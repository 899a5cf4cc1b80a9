/// Per-coroutine runtime state.
///
/// One CoroutineContext per coroutine, allocated in the user heap next to
/// its stack buffer. The engine is single-threaded and cooperative; only
/// the root coroutine runs today, but everything that is per-flow lives
/// here rather than on the VM: the current code block, the staged
/// variadic-return window, the open-upvalue list, and the stack itself.

use crate::arena::VmArena;
use crate::tvalue::{HeapHeader, HeapKind, TValue};

/// `variadic_ret_count` value meaning "no variadic return staged".
pub const NO_VARIADIC_RET: u32 = u32::MAX;

pub const DEFAULT_STACK_SLOTS: u32 = 1 << 16;

#[repr(C)]
pub struct CoroutineContext {
    pub header: HeapHeader,
    /// CodeBlockId of the function currently executing (diagnostics; the
    /// interpreter state carries the authoritative copy).
    pub cur_code_block: u32,
    /// GeneralPtr raw of this coroutine's global object.
    pub global_object: i32,
    /// Number of staged variadic return values, or NO_VARIADIC_RET.
    pub variadic_ret_count: u32,
    /// Absolute stack slot index where the staged values start.
    pub variadic_ret_slot: u32,
    /// GeneralPtr raw of the highest-slot open upvalue; 0 when none.
    pub open_upvalues: i32,
    /// Address of stack slot 0.
    pub stack_base: u64,
    pub stack_capacity: u32,
    pub _pad: u32,
}

pub fn coroutine_new(arena: &VmArena, global_object: i32, stack_slots: u32) -> *mut CoroutineContext {
    let bytes = (std::mem::size_of::<CoroutineContext>() + 7) & !7;
    let co = arena.alloc_user_ptr(bytes) as *mut CoroutineContext;
    let stack = arena.alloc_user_ptr(stack_slots as usize * 8);
    HeapHeader::init(co as *mut HeapHeader, HeapKind::Thread, 0, 0);
    unsafe {
        (*co).cur_code_block = 0;
        (*co).global_object = global_object;
        (*co).variadic_ret_count = NO_VARIADIC_RET;
        (*co).variadic_ret_slot = 0;
        (*co).open_upvalues = 0;
        (*co).stack_base = stack as u64;
        (*co).stack_capacity = stack_slots;
        (*co)._pad = 0;
    }
    co
}

/// Address of absolute stack slot `i`.
#[inline(always)]
pub fn slot_ptr(co: *const CoroutineContext, i: u32) -> *mut TValue {
    unsafe { ((*co).stack_base as *mut TValue).add(i as usize) }
}

#[inline(always)]
pub fn slot_read(co: *const CoroutineContext, i: u32) -> TValue {
    unsafe { slot_ptr(co, i).read() }
}

#[inline(always)]
pub fn slot_write(co: *const CoroutineContext, i: u32, v: TValue) {
    unsafe { slot_ptr(co, i).write(v) }
}

/// Slot index of an in-stack address (the inverse of `slot_ptr`).
#[inline(always)]
pub fn slot_index_of(co: *const CoroutineContext, addr: usize) -> u32 {
    unsafe { ((addr - (*co).stack_base as usize) / 8) as u32 }
}
/// Lunar host-facing error types.
///
/// Errors raised *inside* the guest language are plain TaggedValues thrown
/// through the pcall/xpcall frame walk (see interpreter.rs); they never
/// surface as Rust errors unless they escape every protected frame. The
/// enums here cover everything that crosses the VM boundary: bytecode
/// loading, resource exhaustion, and uncaught guest errors.

use thiserror::Error;

#[derive(Debug, Error)]
pub enum VmError {
    #[error("resource limit exceeded: {0}")]
    ResourceExhausted(&'static str),

    /// A guest error escaped every pcall/xpcall frame. The payload is the
    /// error object rendered with tostring semantics.
    #[error("Uncaught error: {0}")]
    Uncaught(String),

    #[error("bytecode load error: {0}")]
    Load(#[from] LoadError),

    #[error("stack overflow")]
    StackOverflow,
}

#[derive(Debug, Error)]
pub enum LoadError {
    #[error("malformed JSON: {0}")]
    Json(#[from] serde_json::Error),

    #[error("unknown opcode '{0}'")]
    UnknownOpcode(String),

    #[error("opcode '{op}' expects {expected} operands, got {got}")]
    BadOperandCount {
        op: &'static str,
        expected: usize,
        got: usize,
    },

    #[error("broken compare/branch fusion: {0}")]
    MissingJumpFusion(&'static str),

    #[error("operand out of range for '{op}': {value}")]
    OperandRange { op: &'static str, value: i64 },

    #[error("branch target {0} does not start an instruction")]
    BadJumpTarget(i64),

    #[error("prototype {0} referenced before definition")]
    BadPrototypeRef(usize),

    #[error("{0}")]
    Malformed(String),
}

• [Exercise prompt]: Locate the lines above that contain "VmArena" and copy them.

• [Your solution]:
use crate::arena::VmArena;
pub fn coroutine_new(arena: &VmArena, global_object: i32, stack_slots: u32) -> *mut CoroutineContext {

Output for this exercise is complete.